The Flor-Ala editorial staff holds its weekly meeting in ThinkSpace in the basement of Collier Library March 11. Open house for the new collaboration space is March 17 at 2 p.m.

Staff Report

UNA is diving into the future of collaborative technology with the opening of ThinkSpace.

Lisa Keys-Mathews, director of the Quality Enhancement Program, invited The Flor-Ala to hold our weekly staff meeting in ThinkSpace, a collaboration space in the basement of Collier Library.

The room resulted as a project for the program, which assists students in all majors with undergraduate research, said Keys-Mathews. Researchers rarely work alone, and ThinkSpace will give them a place to bring ideas together.

ThinkSpace will hold an open house March 17 from 2–4 p.m., with the ribbon-cutting ceremony at 3 p.m., she said.

The room has eight monitors — one large Mimeo television on one wall to practice giving presentations, a smaller, portable Mimeo screen on the opposite wall and groups of four and two monitors on separate walls for screen sharing.

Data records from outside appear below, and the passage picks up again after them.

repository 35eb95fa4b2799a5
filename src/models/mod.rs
pub mod role;
pub mod user;
//! 会话管理：登录、刷新、登出、注册。
//!
//! 状态按会话推进：未认证 → 已认证(有效) → 已认证(已吊销)。吊销不可逆。

use chrono::{Duration, Utc};
use std::sync::Arc;

use super::password::{burn_verification, hash_password, verify_password};
use super::store::{CredentialStore, StoreError};
use super::token::{issue_refresh_token, TokenCodec};
use crate::error::AuthError;
use crate::models::role;
use crate::models::user::{
    LoginResponse, NewUser, RefreshResponse, RegisterRequest, RegisteredUser, UserWithRoles,
};

/// Refresh Token 有效期
pub const REFRESH_TOKEN_TTL_DAYS: i64 = 7;

pub const TOKEN_TYPE: &str = "Bearer";

#[derive(Clone)]
pub struct SessionManager {
    store: Arc<dyn CredentialStore>,
    codec: Arc<TokenCodec>,
}

impl SessionManager {
    pub fn new(store: Arc<dyn CredentialStore>, codec: Arc<TokenCodec>) -> Self {
        Self { store, codec }
    }

    /// 角色为空时补全为 `["user"]`
    pub async fn resolve_roles(&self, user_id: i32) -> Result<Vec<String>, AuthError> {
        let roles = self.store.find_user_roles(user_id).await?;
        Ok(role::resolve_default(roles))
    }

    pub async fn login(&self, identifier: &str, password: &str) -> Result<LoginResponse, AuthError> {
        let user = match self.store.find_user_by_identifier(identifier).await? {
            Some(user) => user,
            None => {
                burn_verification(password);
                tracing::debug!("登录失败: 账号不存在");
                return Err(AuthError::InvalidCredentials);
            }
        };

        if !verify_password(password, &user.password_hash) {
            tracing::debug!(user_id = user.id, "登录失败: 密码错误");
            return Err(AuthError::InvalidCredentials);
        }
        if !user.is_active {
            tracing::debug!(user_id = user.id, "登录失败: 账号已停用");
            return Err(AuthError::InvalidCredentials);
        }

        let roles = self.resolve_roles(user.id).await?;
        let access_token = self.codec.issue_access_token(user.id, &user.email, &roles)?;
        let refresh_token = issue_refresh_token()?;

        let expires_at = Utc::now() + Duration::days(REFRESH_TOKEN_TTL_DAYS);
        self.store
            .insert_refresh_token(user.id, &refresh_token, expires_at)
            .await?;

        tracing::info!(user_id = user.id, roles = ?roles, "用户登录成功");

        Ok(LoginResponse {
            access_token,
            refresh_token,
            token_type: TOKEN_TYPE,
            expires_in: self.codec.access_ttl(),
            user: UserWithRoles { user, roles },
        })
    }

    /// 只签发新的 Access Token，Refresh Token 不轮换也不续期
    pub async fn refresh(&self, refresh_token: &str) -> Result<RefreshResponse, AuthError> {
        let record = self
            .store
            .find_refresh_token(refresh_token)
            .await?
            .ok_or(AuthError::TokenNotFound)?;

        if record.is_revoked {
            return Err(AuthError::TokenRevoked);
        }
        if Utc::now() > record.expires_at {
            return Err(AuthError::TokenExpired);
        }

        // 用户已被删除时记录会随外键级联消失，这里按找不到处理
        let user = self
            .store
            .find_user_by_id(record.user_id)
            .await?
            .ok_or(AuthError::TokenNotFound)?;

        // 停用账号不能再续签，与登录一致
        if !user.is_active {
            tracing::debug!(user_id = user.id, "刷新失败: 账号已停用");
            return Err(AuthError::TokenRevoked);
        }

        // 每次刷新都重新读取当前角色
        let roles = self.resolve_roles(user.id).await?;
        let access_token = self.codec.issue_access_token(user.id, &user.email, &roles)?;

        tracing::info!(user_id = user.id, roles = ?roles, "Access Token 已刷新");

        Ok(RefreshResponse {
            access_token,
            token_type: TOKEN_TYPE,
            expires_in: self.codec.access_ttl(),
        })
    }

    /// 吊销 Refresh Token；对已吊销的令牌重复调用仍然成功
    pub async fn logout(&self, refresh_token: &str) -> Result<(), AuthError> {
        let affected = self.store.revoke_refresh_token(refresh_token).await?;
        if affected == 0 {
            return Err(AuthError::TokenNotFound);
        }
        tracing::info!("Refresh Token 已吊销");
        Ok(())
    }

    pub async fn register(&self, req: RegisterRequest) -> Result<RegisteredUser, AuthError> {
        let (username_taken, email_taken) = self
            .store
            .username_or_email_taken(&req.username, &req.email)
            .await?;
        if email_taken {
            return Err(AuthError::Conflict("This email is already registered".into()));
        }
        if username_taken {
            return Err(AuthError::Conflict("This username is already taken".into()));
        }

        let password_hash = hash_password(&req.password)?;
        let user = self
            .store
            .create_user(NewUser {
                username: req.username,
                email: req.email,
                password_hash,
                fullname: req.fullname,
                phone: req.phone,
            })
            .await
            .map_err(|e| match e {
                // 并发注册在唯一约束上冲突
                StoreError::Conflict(_) => {
                    AuthError::Conflict("Username or email already registered".into())
                }
                other => AuthError::Store(other),
            })?;

        tracing::info!(user_id = user.id, username = %user.username, "新用户注册成功");

        Ok(RegisteredUser {
            user_id: user.id,
            username: user.username,
            email: user.email,
        })
    }
}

There is also a whiteboard in the room, as well a 3-D printer and a Silhouette Cameo printer, which can cut materials like vinyl and cardboard. The room is equipped with materials for printer use.

“You can come in here anytime you want, when the door is open and the library is open, with a MakerBot file and use your flash drive and print (on the 3-D printer),” Keys-Mathews said.

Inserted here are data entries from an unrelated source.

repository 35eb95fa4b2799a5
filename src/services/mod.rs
pub mod password;
pub mod session;
pub mod store;
pub mod token;

#[cfg(test)]
pub mod memory_store;
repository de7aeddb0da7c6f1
//! Delivery service error types.

use common::{DeliveryId, OrderId};
use messaging::MessagingError;
use thiserror::Error;

use crate::state::{DeliveryStatus, TransitionError};

/// Errors that can occur during delivery operations.
#[derive(Debug, Error)]
pub enum DeliveryError {
    /// No delivery with this id exists.
    #[error("Delivery not found: {0}")]
    NotFound(DeliveryId),

    /// The state machine rejected a status change.
    #[error(transparent)]
    InvalidTransition(#[from] TransitionError),

    /// The order service reports that the order does not exist.
    #[error("Order not found: {0}")]
    OrderNotFound(OrderId),

    /// The order service could not be reached or failed.
    #[error("Order service unavailable: {0}")]
    OrderServiceUnavailable(String),

    /// The order already has a delivery.
    #[error("Order {order_id} already has delivery {delivery_id}")]
    DeliveryAlreadyExists {
        order_id: OrderId,
        delivery_id: DeliveryId,
    },

    /// The delivery changed between load and store.
    #[error("Delivery {delivery_id} was modified concurrently (expected status {expected}, found {actual})")]
    ConcurrentModification {
        delivery_id: DeliveryId,
        expected: DeliveryStatus,
        actual: DeliveryStatus,
    },

    /// Messaging error.
    #[error("Messaging error: {0}")]
    Messaging(#[from] MessagingError),

    /// Serialization error.
    #[error("Serialization error: {0}")]
    Serialization(#[from] serde_json::Error),
}

/// Convenience type alias for delivery results.
pub type Result<T> = std::result::Result<T, DeliveryError>;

Sometimes the printers have issues completing designs, but she said it is “worth trying.”

Other equipment in the room includes virtual reality video goggles and a projector that visitors can use on the wall. There is also a Keurig coffee maker.

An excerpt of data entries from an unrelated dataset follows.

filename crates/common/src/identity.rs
//! Caller identity established at the gateway trust boundary.
//!
//! The gateway authenticates the caller and injects two headers:
//! `X-User-Id` (the user identifier) and `X-User-Roles` (comma separated
//! role names). The services never parse tokens; they build an [`Identity`]
//! exactly once from those headers and reject malformed sets instead of
//! degrading to an anonymous caller.

use std::collections::BTreeSet;

use serde::{Deserialize, Serialize};
use thiserror::Error;

use crate::UserId;

/// Header carrying the authenticated user id.
pub const USER_ID_HEADER: &str = "x-user-id";

/// Header carrying the caller's comma separated roles.
pub const USER_ROLES_HEADER: &str = "x-user-roles";

/// Roles issued by the authentication service.
#[derive(Debug, Clone, Copy, PartialEq, Eq, PartialOrd, Ord, Hash, Serialize, Deserialize)]
#[serde(rename_all = "SCREAMING_SNAKE_CASE")]
pub enum Role {
    User,
    SuperAdmin,
    OrderAdmin,
    DeliveryAdmin,
}

impl Role {
    /// Returns the wire name of the role.
    pub fn as_str(&self) -> &'static str {
        match self {
            Role::User => "USER",
            Role::SuperAdmin => "SUPER_ADMIN",
            Role::OrderAdmin => "ORDER_ADMIN",
            Role::DeliveryAdmin => "DELIVERY_ADMIN",
        }
    }
}

impl std::fmt::Display for Role {
    fn fmt(&self, f: &mut std::fmt::Formatter<'_>) -> std::fmt::Result {
        write!(f, "{}", self.as_str())
    }
}

impl std::str::FromStr for Role {
    type Err = IdentityError;

    fn from_str(s: &str) -> Result<Self, Self::Err> {
        match s.trim() {
            "USER" => Ok(Role::User),
            "SUPER_ADMIN" => Ok(Role::SuperAdmin),
            "ORDER_ADMIN" => Ok(Role::OrderAdmin),
            "DELIVERY_ADMIN" => Ok(Role::DeliveryAdmin),
            other => Err(IdentityError::UnknownRole(other.to_string())),
        }
    }
}

/// Errors raised while building an identity from gateway headers.
#[derive(Debug, Clone, PartialEq, Eq, Error)]
pub enum IdentityError {
    /// The user id header is absent.
    #[error("missing x-user-id header")]
    MissingUserId,

    /// The user id header is present but blank.
    #[error("blank x-user-id header")]
    BlankUserId,

    /// The roles header is absent or lists no roles.
    #[error("missing x-user-roles header")]
    MissingRoles,

    /// A role name is not recognised.
    #[error("unknown role: {0}")]
    UnknownRole(String),

    /// The gateway token is absent or does not match.
    #[error("request did not come through the trusted gateway")]
    UntrustedSource,
}

/// An authenticated caller.
#[derive(Debug, Clone, PartialEq, Eq, Serialize, Deserialize)]
pub struct Identity {
    user_id: UserId,
    roles: BTreeSet<Role>,
}

impl Identity {
    /// Creates an identity directly, for internal callers and tests.
    pub fn new(user_id: impl Into<UserId>, roles: impl IntoIterator<Item = Role>) -> Self {
        Self {
            user_id: user_id.into(),
            roles: roles.into_iter().collect(),
        }
    }

    /// Builds an identity from the raw header values.
    pub fn from_headers(
        user_id: Option<&str>,
        roles: Option<&str>,
    ) -> Result<Self, IdentityError> {
        let user_id = user_id.ok_or(IdentityError::MissingUserId)?.trim();
        if user_id.is_empty() {
            return Err(IdentityError::BlankUserId);
        }

        let roles = roles.ok_or(IdentityError::MissingRoles)?;
        let roles = roles
            .split(',')
            .filter(|r| !r.trim().is_empty())
            .map(|r| r.parse::<Role>())
            .collect::<Result<BTreeSet<Role>, _>>()?;
        if roles.is_empty() {
            return Err(IdentityError::MissingRoles);
        }

        Ok(Self {
            user_id: UserId::new(user_id),
            roles,
        })
    }

    pub fn user_id(&self) -> &UserId {
        &self.user_id
    }

    pub fn roles(&self) -> impl Iterator<Item = Role> + '_ {
        self.roles.iter().copied()
    }

    pub fn has_role(&self, role: Role) -> bool {
        self.roles.contains(&role)
    }

    /// Renders the roles back into header form.
    pub fn roles_header(&self) -> String {
        self.roles
            .iter()
            .map(Role::as_str)
            .collect::<Vec<_>>()
            .join(",")
    }
}

#[cfg(test)]
mod tests {
    use super::*;

    #[test]
    fn builds_identity_from_well_formed_headers() {
        let identity = Identity::from_headers(Some("u-1"), Some("USER, ORDER_ADMIN")).unwrap();
        assert_eq!(identity.user_id().as_str(), "u-1");
        assert!(identity.has_role(Role::User));
        assert!(identity.has_role(Role::OrderAdmin));
        assert!(!identity.has_role(Role::SuperAdmin));
        assert_eq!(identity.roles_header(), "USER,ORDER_ADMIN");
    }

    #[test]
    fn rejects_missing_or_blank_user() {
        assert_eq!(
            Identity::from_headers(None, Some("USER")),
            Err(IdentityError::MissingUserId)
        );
        assert_eq!(
            Identity::from_headers(Some("  "), Some("USER")),
            Err(IdentityError::BlankUserId)
        );
    }

    #[test]
    fn rejects_missing_empty_or_unknown_roles() {
        assert_eq!(
            Identity::from_headers(Some("u-1"), None),
            Err(IdentityError::MissingRoles)
        );
        assert_eq!(
            Identity::from_headers(Some("u-1"), Some(" , ")),
            Err(IdentityError::MissingRoles)
        );
        assert_eq!(
            Identity::from_headers(Some("u-1"), Some("USER,ROOT")),
            Err(IdentityError::UnknownRole("ROOT".to_string()))
        );
    }
}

“I was very fascinated with the technology in the room, especially the projector that turns the wall into a smartboard,” said Associate Life Editor Monday Sanderson. “(It was) much better than the rest of the technology on campus. In the communications building, where there are lots of technology-based rooms, there’s usually just computers, and those aren’t that great sometimes.”

The room also has five tables with chairs, all on wheels, which visitors can rearrange. The Flor-Ala combined most of the tables to meet, easily seating 12 current and incoming staff members with spare seating.

Having all of the staff members sitting at a somewhat “round table” made it seem easier for them to comfortably share ideas and opinions, said Managing Editor Jasmine Fleming.

“I liked being able to look around and see everyone’s faces,” she said. “Usually, in our office, some members have their backs to each other, and this seemed more inclusive.”

However, the 3-D printer was slightly noisy, which was distracting, she said. This, combined with a few support beams in the room, which hid one staff member from the view of those on the other side of the beam, made it slightly difficult for everyone to hear each other.

When the staff began the budget portion of the meeting to discuss story pitches, Editor-in-Chief Kali Daniel connected her laptop to the larger Mimeo screen to show the Google Drive document.

Having documents on a large screen, instead of individual screens, could be a benefit, said News Editor Anna Beahm.

“If you had a big screen for everyone to see, it could be easier for us all to be focused on one thing,” she said. “There could be additional things distracting us (on individual computers).“

Beahm said she would use the room again for collaboration with class projects.

Students interested in volunteering weekly for three – six hours to manage the room will receive a key to access the room any time Collier Library is open, Keys-Mathews said.